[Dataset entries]
[Start of section]
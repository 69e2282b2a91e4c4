//! Schema definition. One additive, idempotent `CREATE TABLE IF NOT EXISTS`
//! batch applied on [`crate::Store::open`]. No migration framework — per
//! SPEC_FULL.md §3 the Non-goals rule out multi-version deployments beyond
//! the handoff protocol itself, and the schema only ever grows.

pub(crate) const SCHEMA: &str = r#"
CREATE TABLE IF NOT EXISTS conversations (
    id         TEXT PRIMARY KEY,
    title      TEXT,
    created_at TEXT NOT NULL,
    updated_at TEXT NOT NULL
);

CREATE TABLE IF NOT EXISTS memory_state (
    conversation_id        TEXT UNIQUE NOT NULL,
    version                INTEGER NOT NULL DEFAULT 0,
    unobserved_token_count INTEGER NOT NULL DEFAULT 0,
    turns_since_reflection INTEGER NOT NULL DEFAULT 0,
    last_observer_at       TEXT,
    last_reflector_at      TEXT,
    FOREIGN KEY (conversation_id) REFERENCES conversations(id)
);

CREATE TABLE IF NOT EXISTS messages (
    id              TEXT PRIMARY KEY,
    conversation_id TEXT NOT NULL,
    role            TEXT NOT NULL,
    content         TEXT NOT NULL,
    created_at      TEXT NOT NULL,
    FOREIGN KEY (conversation_id) REFERENCES conversations(id)
);
CREATE INDEX IF NOT EXISTS idx_messages_conversation
    ON messages(conversation_id, created_at);

CREATE TABLE IF NOT EXISTS jobs (
    job_id      TEXT PRIMARY KEY,
    type        TEXT NOT NULL,
    status      TEXT NOT NULL,
    worker_id   TEXT,
    result      TEXT,
    error       TEXT,
    duration_ms INTEGER,
    source      TEXT,
    created_at  TEXT NOT NULL,
    updated_at  TEXT NOT NULL
);
CREATE INDEX IF NOT EXISTS idx_jobs_status ON jobs(status, updated_at);

CREATE TABLE IF NOT EXISTS schedules (
    id           TEXT PRIMARY KEY,
    name         TEXT NOT NULL,
    cron_expr    TEXT NOT NULL,
    type         TEXT NOT NULL,
    config       TEXT NOT NULL,
    enabled      INTEGER NOT NULL DEFAULT 1,
    last_run_at  TEXT,
    last_status  TEXT,
    last_output  TEXT,
    created_at   TEXT NOT NULL,
    updated_at   TEXT NOT NULL
);

CREATE TABLE IF NOT EXISTS skills (
    id                  TEXT PRIMARY KEY,
    name                TEXT NOT NULL,
    version             TEXT NOT NULL,
    description         TEXT NOT NULL,
    tier                TEXT NOT NULL,
    transport           TEXT,
    enabled             INTEGER NOT NULL DEFAULT 1,
    config              TEXT NOT NULL,
    owner               TEXT NOT NULL,
    stdio_command       TEXT,
    stdio_args          TEXT,
    http_url            TEXT,
    instruction_path    TEXT,
    instruction_content TEXT,
    created_at          TEXT NOT NULL,
    updated_at          TEXT NOT NULL
);

CREATE TABLE IF NOT EXISTS memory_entries (
    id         TEXT PRIMARY KEY,
    content    TEXT NOT NULL,
    category   TEXT NOT NULL,
    created_at TEXT NOT NULL,
    updated_at TEXT NOT NULL
);
CREATE INDEX IF NOT EXISTS idx_memory_entries_category ON memory_entries(category);

CREATE TABLE IF NOT EXISTS handoff_notes (
    id                   TEXT PRIMARY KEY,
    from_version         TEXT NOT NULL,
    to_version           TEXT,
    active_conversations TEXT NOT NULL,
    pending_schedules    TEXT NOT NULL,
    created_at           TEXT NOT NULL
);

CREATE TABLE IF NOT EXISTS changelog (
    version   TEXT PRIMARY KEY,
    summary   TEXT NOT NULL,
    delivered INTEGER NOT NULL DEFAULT 0
);

CREATE TABLE IF NOT EXISTS task_pods (
    task_id       TEXT PRIMARY KEY,
    recipe        TEXT,
    toolbox       TEXT NOT NULL,
    mode          TEXT NOT NULL,
    goal          TEXT NOT NULL,
    mounts        TEXT,
    job_name      TEXT NOT NULL,
    status        TEXT NOT NULL,
    result        TEXT,
    error         TEXT,
    duration_ms   INTEGER,
    files_changed TEXT,
    trace_id      TEXT,
    created_at    TEXT NOT NULL,
    updated_at    TEXT NOT NULL
);

CREATE TABLE IF NOT EXISTS secrets (
    key             TEXT PRIMARY KEY,
    value_encrypted BLOB NOT NULL,
    created_at      TEXT NOT NULL,
    updated_at      TEXT NOT NULL
);

-- Opaque, non-secret config blobs addressed by key (e.g. "models", "voice"),
-- backing the HTTP surface's `/config/models` and `/config/voice` routes.
CREATE TABLE IF NOT EXISTS app_config (
    key        TEXT PRIMARY KEY,
    value      TEXT NOT NULL,
    updated_at TEXT NOT NULL
);
"#;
[End of section]
**TASK DETAILS:**
Write every entry out again exactly.

**SOLUTION FOR THIS PROBLEM:**
repository 69e2282b2a91e4c4
//! Schema definition. One additive, idempotent `CREATE TABLE IF NOT EXISTS`
//! batch applied on [`crate::Store::open`]. No migration framework — per
//! SPEC_FULL.md §3 the Non-goals rule out multi-version deployments beyond
//! the handoff protocol itself, and the schema only ever grows.

pub(crate) const SCHEMA: &str = r#"
CREATE TABLE IF NOT EXISTS conversations (
    id         TEXT PRIMARY KEY,
    title      TEXT,
    created_at TEXT NOT NULL,
    updated_at TEXT NOT NULL
);

CREATE TABLE IF NOT EXISTS memory_state (
    conversation_id        TEXT UNIQUE NOT NULL,
    version                INTEGER NOT NULL DEFAULT 0,
    unobserved_token_count INTEGER NOT NULL DEFAULT 0,
    turns_since_reflection INTEGER NOT NULL DEFAULT 0,
    last_observer_at       TEXT,
    last_reflector_at      TEXT,
    FOREIGN KEY (conversation_id) REFERENCES conversations(id)
);

CREATE TABLE IF NOT EXISTS messages (
    id              TEXT PRIMARY KEY,
    conversation_id TEXT NOT NULL,
    role            TEXT NOT NULL,
    content         TEXT NOT NULL,
    created_at      TEXT NOT NULL,
    FOREIGN KEY (conversation_id) REFERENCES conversations(id)
);
CREATE INDEX IF NOT EXISTS idx_messages_conversation
    ON messages(conversation_id, created_at);

CREATE TABLE IF NOT EXISTS jobs (
    job_id      TEXT PRIMARY KEY,
    type        TEXT NOT NULL,
    status      TEXT NOT NULL,
    worker_id   TEXT,
    result      TEXT,
    error       TEXT,
    duration_ms INTEGER,
    source      TEXT,
    created_at  TEXT NOT NULL,
    updated_at  TEXT NOT NULL
);
CREATE INDEX IF NOT EXISTS idx_jobs_status ON jobs(status, updated_at);

CREATE TABLE IF NOT EXISTS schedules (
    id           TEXT PRIMARY KEY,
    name         TEXT NOT NULL,
    cron_expr    TEXT NOT NULL,
    type         TEXT NOT NULL,
    config       TEXT NOT NULL,
    enabled      INTEGER NOT NULL DEFAULT 1,
    last_run_at  TEXT,
    last_status  TEXT,
    last_output  TEXT,
    created_at   TEXT NOT NULL,
    updated_at   TEXT NOT NULL
);

CREATE TABLE IF NOT EXISTS skills (
    id                  TEXT PRIMARY KEY,
    name                TEXT NOT NULL,
    version             TEXT NOT NULL,
    description         TEXT NOT NULL,
    tier                TEXT NOT NULL,
    transport           TEXT,
    enabled             INTEGER NOT NULL DEFAULT 1,
    config              TEXT NOT NULL,
    owner               TEXT NOT NULL,
    stdio_command       TEXT,
    stdio_args          TEXT,
    http_url            TEXT,
    instruction_path    TEXT,
    instruction_content TEXT,
    created_at          TEXT NOT NULL,
    updated_at          TEXT NOT NULL
);

CREATE TABLE IF NOT EXISTS memory_entries (
    id         TEXT PRIMARY KEY,
    content    TEXT NOT NULL,
    category   TEXT NOT NULL,
    created_at TEXT NOT NULL,
    updated_at TEXT NOT NULL
);
CREATE INDEX IF NOT EXISTS idx_memory_entries_category ON memory_entries(category);

CREATE TABLE IF NOT EXISTS handoff_notes (
    id                   TEXT PRIMARY KEY,
    from_version         TEXT NOT NULL,
    to_version           TEXT,
    active_conversations TEXT NOT NULL,
    pending_schedules    TEXT NOT NULL,
    created_at           TEXT NOT NULL
);

CREATE TABLE IF NOT EXISTS changelog (
    version   TEXT PRIMARY KEY,
    summary   TEXT NOT NULL,
    delivered INTEGER NOT NULL DEFAULT 0
);

CREATE TABLE IF NOT EXISTS task_pods (
    task_id       TEXT PRIMARY KEY,
    recipe        TEXT,
    toolbox       TEXT NOT NULL,
    mode          TEXT NOT NULL,
    goal          TEXT NOT NULL,
    mounts        TEXT,
    job_name      TEXT NOT NULL,
    status        TEXT NOT NULL,
    result        TEXT,
    error         TEXT,
    duration_ms   INTEGER,
    files_changed TEXT,
    trace_id      TEXT,
    created_at    TEXT NOT NULL,
    updated_at    TEXT NOT NULL
);

CREATE TABLE IF NOT EXISTS secrets (
    key             TEXT PRIMARY KEY,
    value_encrypted BLOB NOT NULL,
    created_at      TEXT NOT NULL,
    updated_at      TEXT NOT NULL
);

-- Opaque, non-secret config blobs addressed by key (e.g. "models", "voice"),
-- backing the HTTP surface's `/config/models` and `/config/voice` routes.
CREATE TABLE IF NOT EXISTS app_config (
    key        TEXT PRIMARY KEY,
    value      TEXT NOT NULL,
    updated_at TEXT NOT NULL
);
"#;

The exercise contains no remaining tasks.